Nickel rich layered oxide (LiNi0.8+M0.2-O2) based cathodes offer the highest energy density in state-of-the-art Li-ion batteries. From ethnical and price related perspectives, Li-ion batteries should be cobalt free, and the Ni content in today's high energy Li-ion batteries is steadily increasing. Unfortunately, suffers the thermal and cycling stability enormous with increased nickel contents. These materials suffer from reactive surfaces and a pronounces change in volume upon cycling. This results in particle cracking generating new surface, as well as the reconstructions of the crystal lattice in close vicinity to the surface causing a barrier for the motion of Li-ions. As a result, these materials tend to lose capacity over cycling quicker than tradition cathode materials. NTNU together with SINTEF has synthesised ultra-high Ni cathodes with optimised composition and morphology. These materials can be cycled over 400 times before the capacity loss was in excess of 20%. Furthermore, SINTEF and NTNU have developed methods for wet chemical surface modifications with coupling agents to further increase the cyclability. Phosphate based coating have shown to increase the thermal stability, however they come with the cost of increased internal resistance.
Virkninger
Prosjektets deltagere:
Gjennom prosjektet har vi fått økt kompetanse i syntese, overflatemodifikasjon og karakterisering av høy Nikkelkatoder. Vi fikk en generell økt forståelse av muligheter og bergensininger i dette materialsystem. Tett kontakt mellom SINTEF og NTNU har styrket kompetansen og samarbeid mellom begge institusjonene som er en grunnlaget for å skape framtidige prosjekter sammen.
Målgruppe, brukere:
Resultantene er nok først og fremst relevant for forskningsmiljøet, men også for den raskt voksende norske batteriindustrien.
Effekter
Arbeid på lovende syntesemetoder og overflatemodifikasjoner for å øke levetid av høyenergikatoder er og vil bli publisert. Dette kan på lengre sikt resultere i økt rekkevidde og levetid av batterier i for eksempel elbiler. Økt kompetanse gir NTNU og SINTEF muligheten til å være etterspurte samarbeidspartnere hos norsk industri og bidrar til å realisere det grønne skiftet.
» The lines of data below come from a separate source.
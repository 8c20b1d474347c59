//! Petgraph-backed maze graphs, buildable in code or loaded from YAML
//! descriptions.

use std::collections::{HashMap, HashSet};
use std::fs::File;
use std::io::Read;
use std::path::Path as FsPath;

use petgraph::graph::{DiGraph, NodeIndex};
use serde::Deserialize;
use tracing::debug;

use super::{Maze, NodeId};
use crate::core::errors::{MazeflowError, Result};

/// Declarative description of a maze, deserializable from YAML.
///
/// ```yaml
/// name: diamond
/// start: 1
/// goals: [4]
/// undirected: true
/// edges:
///   - [1, 2]
///   - [1, 3]
///   - [2, 4]
///   - [3, 4]
/// ```
#[derive(Debug, Clone, Deserialize)]
pub struct MazeSpec {
    /// Human-readable name of the maze.
    pub name: String,
    /// Optional free-form description.
    pub description: Option<String>,
    /// The node searches begin from. Must appear in `edges` unless the maze
    /// is a single isolated node.
    pub start: NodeId,
    /// Goal nodes. May be empty; the solver then reports no path.
    pub goals: Vec<NodeId>,
    /// Adjacency as `[from, to]` pairs.
    pub edges: Vec<(NodeId, NodeId)>,
    /// When true every edge is mirrored, giving an undirected maze.
    #[serde(default)]
    pub undirected: bool,
}

/// A maze backed by a `petgraph` directed graph.
#[derive(Debug)]
pub struct MazeGraph {
    graph: DiGraph<NodeId, ()>,
    indices: HashMap<NodeId, NodeIndex>,
    goals: HashSet<NodeId>,
    start: NodeId,
    name: String,
}

impl MazeGraph {
    /// Builds a maze from explicit parts. The start node must be present in
    /// the graph; goals that reference unknown nodes are rejected.
    pub fn new(
        name: impl Into<String>,
        start: NodeId,
        goals: impl IntoIterator<Item = NodeId>,
        edges: impl IntoIterator<Item = (NodeId, NodeId)>,
        undirected: bool,
    ) -> Result<Self> {
        let mut graph = DiGraph::new();
        let mut indices: HashMap<NodeId, NodeIndex> = HashMap::new();

        let mut index_of = |graph: &mut DiGraph<NodeId, ()>, id: NodeId| {
            *indices.entry(id).or_insert_with(|| graph.add_node(id))
        };

        for (from, to) in edges {
            let a = index_of(&mut graph, from);
            let b = index_of(&mut graph, to);
            graph.update_edge(a, b, ());
            if undirected {
                graph.update_edge(b, a, ());
            }
        }
        // A maze consisting of just its start node is legal.
        if graph.node_count() == 0 {
            let idx = graph.add_node(start);
            indices.insert(start, idx);
        }

        if !indices.contains_key(&start) {
            return Err(MazeflowError::validation_field(
                format!("start node {} is not part of the maze", start),
                "start".to_string(),
            ));
        }
        let goals: HashSet<NodeId> = goals.into_iter().collect();
        if let Some(unknown) = goals.iter().find(|g| !indices.contains_key(*g)) {
            return Err(MazeflowError::validation_field(
                format!("goal node {} is not part of the maze", unknown),
                "goals".to_string(),
            ));
        }

        let name = name.into();
        debug!(
            maze = %name,
            nodes = graph.node_count(),
            edges = graph.edge_count(),
            goals = goals.len(),
            "built maze graph"
        );

        Ok(Self {
            graph,
            indices,
            goals,
            start,
            name,
        })
    }

    /// Builds a maze from a parsed [`MazeSpec`].
    pub fn from_spec(spec: MazeSpec) -> Result<Self> {
        Self::new(spec.name, spec.start, spec.goals, spec.edges, spec.undirected)
    }

    /// Parses a YAML maze description and builds the graph.
    pub fn from_yaml_str(yaml: &str) -> Result<Self> {
        let spec: MazeSpec = serde_yaml::from_str(yaml)
            .map_err(|e| MazeflowError::serialization("yaml", Box::new(e)))?;
        Self::from_spec(spec)
    }

    /// Loads a maze description from a YAML file.
    pub fn from_yaml_file(path: impl AsRef<FsPath>) -> Result<Self> {
        let path = path.as_ref();
        let mut file = File::open(path)
            .map_err(|e| MazeflowError::io(format!("open {}", path.display()), e))?;
        let mut yaml = String::new();
        file.read_to_string(&mut yaml)
            .map_err(|e| MazeflowError::io(format!("read {}", path.display()), e))?;
        Self::from_yaml_str(&yaml)
    }

    /// The name given to this maze.
    pub fn name(&self) -> &str {
        &self.name
    }

    /// Number of nodes in the maze.
    pub fn node_count(&self) -> usize {
        self.graph.node_count()
    }

    /// Whether the maze contains a direct edge from `from` to `to`.
    /// Useful for replaying a returned path against the adjacency.
    pub fn has_edge(&self, from: NodeId, to: NodeId) -> bool {
        match (self.indices.get(&from), self.indices.get(&to)) {
            (Some(&a), Some(&b)) => self.graph.find_edge(a, b).is_some(),
            _ => false,
        }
    }
}

impl Maze for MazeGraph {
    fn start(&self) -> NodeId {
        self.start
    }

    fn neighbours(&self, node: NodeId) -> Vec<NodeId> {
        let Some(&idx) = self.indices.get(&node) else {
            return Vec::new();
        };
        let mut out: Vec<NodeId> = self.graph.neighbors(idx).map(|n| self.graph[n]).collect();
        // petgraph iterates in reverse insertion order; sort for determinism
        out.sort_unstable();
        out
    }

    fn is_goal(&self, node: NodeId) -> bool {
        self.goals.contains(&node)
    }
}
The last decade has been the start of the revolution in electric mobility with the transition from fossil fuels to batteries as energy for transportation due to the introduction of Li-ion batteries with significantly higher energy density compared to other battery chemistries. There is a significant need to increase the gravimetric and volumetric energy density of Li ion batteries from today's state-of-the-art levels without increasing the costs for the end user. To increase the energy density in Li ion batteries, by increasing the capacity and voltage, there are several ideas and possible chemistries to select from. Post Li-ion technologies such as Li-sulphur and Li-air are some possibilities, but will require a significantly longer development time than the methodologies proposed here. HiCath will focus on development and modification of oxide intercalation cathode materials for Li-ion batteries, including optimisation of electrode structures and tailoring electrolyte compositions suitable for high voltage operations.
The main objective of HiCath is to develop a high energy cathode for Li ion batteries (high voltage and high capacity) based on oxide materials and modifications of these. We aim to develop Ni-rich NMC materials with a protective surface coating with a sacrificial Li source to counteract the first cycle inefficiency.
Currently, the applied binder for all cathodes is polyvinylidene fluoride (PVDF) which requires the polar aprotic solvent N-Methyl-2-pyrrolidone (NMP). This solvent is harmful and makes the electrode preparation complicated and expensive as NMP evaporates upon drying and has to be captured and reprocessed. Therefore, novel water based binders will be used to improve the environmental footprint of the battery, reducing the need for the NMP solvent. There will be no new development of binders, but knowledge from ongoing projects will be used to evaluate the effect of binders on the novel cathode structures developed.